Amtrak and its defenders in Congress have argued that the government-owned train company needs more time and resources before it could allow firearms onto trains.

“We don’t think we’ll be able to do that March 31 deadline, and, of course, finding the funding to make all of that happening,” said Amtrak spokesman Steve Kulm. Failing to meet that deadline and missing out $1.5 billion in appropriated funds, its entire funding request for 2010, would bring a “cessation of train service nationwide,” Amtrak Chairman Thomas Carper wrote to appropriators last month.

Kulm said that Amtrak trains and stations lack security systems seen at airports, baggage cars that are separate from passenger areas and a secure baggage loading area. Under its current policy, only law enforcement officers can bring guns onto its trains.

The Senate bill still needs to be reconciled with a House version that doesn’t include the guns provision.

Sen. Patty Murray (D-Wash.), the appropriator who sponsored the Senate’s transportation spending bill, voted against the provision. Murray is concerned that complying with the provision would be cost-prohibitive for Amtrak, said Alex Glass, a Murray spokeswoman.

Negotiations over the bill are ongoing and that the provision is likely to be one of the last to be addressed by House and Senate conferees, Glass said.

Measures to allow guns on trains have bipartisan support in both chambers.

Senators had adopted another amendment allowing guns on Amtrak trains as part of the budget resolution in April. The provision, which had the support of 22 Democrats, was stripped out of the budget resolution conference.

In the House, a stand-alone bill sponsored by Rep. John Fleming (R-La.) and backed by three centrist Democrats would make permanent a policy allowing guns.

“Amtrak opposes this at their own peril,” said a spokesman for Wicker, Jordan Stoick. “This is a very pro-gun Congress. It has proved that multiple times.”

Gun-rights proponents have noted that Amtrak has allowed passengers’ guns on its trains before, deciding to ban them only after the 2001 terror attacks.

“The most important point is that this would not be a new policy for Amtrak,” said Andrew Arulanandam, spokesman for the National Rifle Association. “This would just be reverting to what was Amtrak policy prior to 9/11.”

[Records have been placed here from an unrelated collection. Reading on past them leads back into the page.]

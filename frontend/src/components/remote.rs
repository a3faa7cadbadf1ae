//! 单个资源的加载状态
//!
//! 组件卸载时关闭作用域，迟到的响应不会再写入信号。

use std::future::Future;

use carbonmart_shared::error::ClientResult;
use carbonmart_shared::task::RequestScope;
use leptos::prelude::*;
use leptos::task::spawn_local;

use crate::components::toast::use_toaster;

pub struct Remote<T: 'static> {
    pub data: RwSignal<Option<T>>,
    pub error: RwSignal<Option<String>>,
    pub loading: RwSignal<bool>,
    pub reload: Callback<()>,
}

impl<T: 'static> Clone for Remote<T> {
    fn clone(&self) -> Self {
        *self
    }
}

impl<T: 'static> Copy for Remote<T> {}

/// 挂载时加载一次，`reload` 可手动重新加载
pub fn use_remote<T, F, Fut>(fetch: F) -> Remote<T>
where
    T: Send + Sync + 'static,
    F: Fn() -> Fut + Send + Sync + 'static,
    Fut: Future<Output = ClientResult<T>> + 'static,
{
    let data = RwSignal::new(None);
    let error = RwSignal::new(None);
    let loading = RwSignal::new(false);
    let toaster = use_toaster();
    let scope = RequestScope::new();

    let reload = Callback::new({
        let scope = scope.clone();
        move |()| {
            loading.set(true);
            error.set(None);
            let pending = scope.run(fetch());
            spawn_local(async move {
                let Some(result) = pending.await else {
                    return;
                };
                match result {
                    Ok(value) => data.set(Some(value)),
                    Err(e) => {
                        toaster.error(&e);
                        error.set(Some(e.user_message()));
                    }
                }
                loading.set(false);
            });
        }
    });

    on_cleanup(move || scope.close());
    reload.run(());

    Remote {
        data,
        error,
        loading,
        reload,
    }
}

/// 加载中、失败和成功三种状态的统一展示
#[component]
pub fn RemoteView<T, V, R>(remote: Remote<T>, render: R) -> impl IntoView
where
    T: Clone + Send + Sync + 'static,
    V: IntoView + 'static,
    R: Fn(T) -> V + Send + Sync + 'static,
{
    move || {
        if remote.loading.get() {
            return view! {
                <div class="flex justify-center py-12">
                    <span class="loading loading-spinner loading-lg text-primary"></span>
                </div>
            }
            .into_any();
        }
        if let Some(message) = remote.error.get() {
            return view! {
                <div role="alert" class="alert alert-error">
                    <span>{message}</span>
                    <button class="btn btn-sm" on:click=move |_| remote.reload.run(())>
                        "Retry"
                    </button>
                </div>
            }
            .into_any();
        }
        remote.data.get().map(&render).into_any()
    }
}
//! serde 辅助函数

use serde::{Deserialize, Deserializer};

/// 接受 JSON 字符串或数字，统一为 `String`
///
/// 不同端点返回的用户 id 类型不一致（`"42"` 或 `42`）。
pub fn string_or_number<'de, D>(deserializer: D) -> Result<String, D::Error>
where
    D: Deserializer<'de>,
{
    #[derive(Deserialize)]
    #[serde(untagged)]
    enum Raw {
        Text(String),
        Int(i64),
        Float(f64),
    }

    Ok(match Raw::deserialize(deserializer)? {
        Raw::Text(s) => s,
        Raw::Int(n) => n.to_string(),
        Raw::Float(n) => n.to_string(),
    })
}

#[cfg(test)]
mod tests {
    use super::*;
    use serde_json::json;

    #[derive(Deserialize)]
    struct Holder {
        #[serde(deserialize_with = "string_or_number")]
        id: String,
    }

    #[test]
    fn accepts_both_shapes() {
        let a: Holder = serde_json::from_value(json!({ "id": "u-1" })).unwrap();
        let b: Holder = serde_json::from_value(json!({ "id": 42 })).unwrap();
        assert_eq!(a.id, "u-1");
        assert_eq!(b.id, "42");
        assert!(serde_json::from_value::<Holder>(json!({ "id": null })).is_err());
    }
}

The Amtrak provision isn’t the only controversial weapons provision tucked into broader bills.

An amendment blocking Washington, D.C. officials from regulating guns was adopted by the Senate in February as part of a D.C. voting rights bill. Democratic leaders in the House have since withheld consideration of the bill, which would which would give the District a House member with full voting rights. To ease its passage without the gun amendment, Democrats are considering attaching the voting rights measure to the 2010 Defense spending bill.

This month, Congress passed and the president signed into law a conference report for the Homeland Security spending bill that prevents spring-assisted pocketknives from being classified as illegal switchblades. U.S. Customs and Border Protection had proposed changing the definition of those pocketknives, but the NRA and a bipartisan group in Congress opposed the move.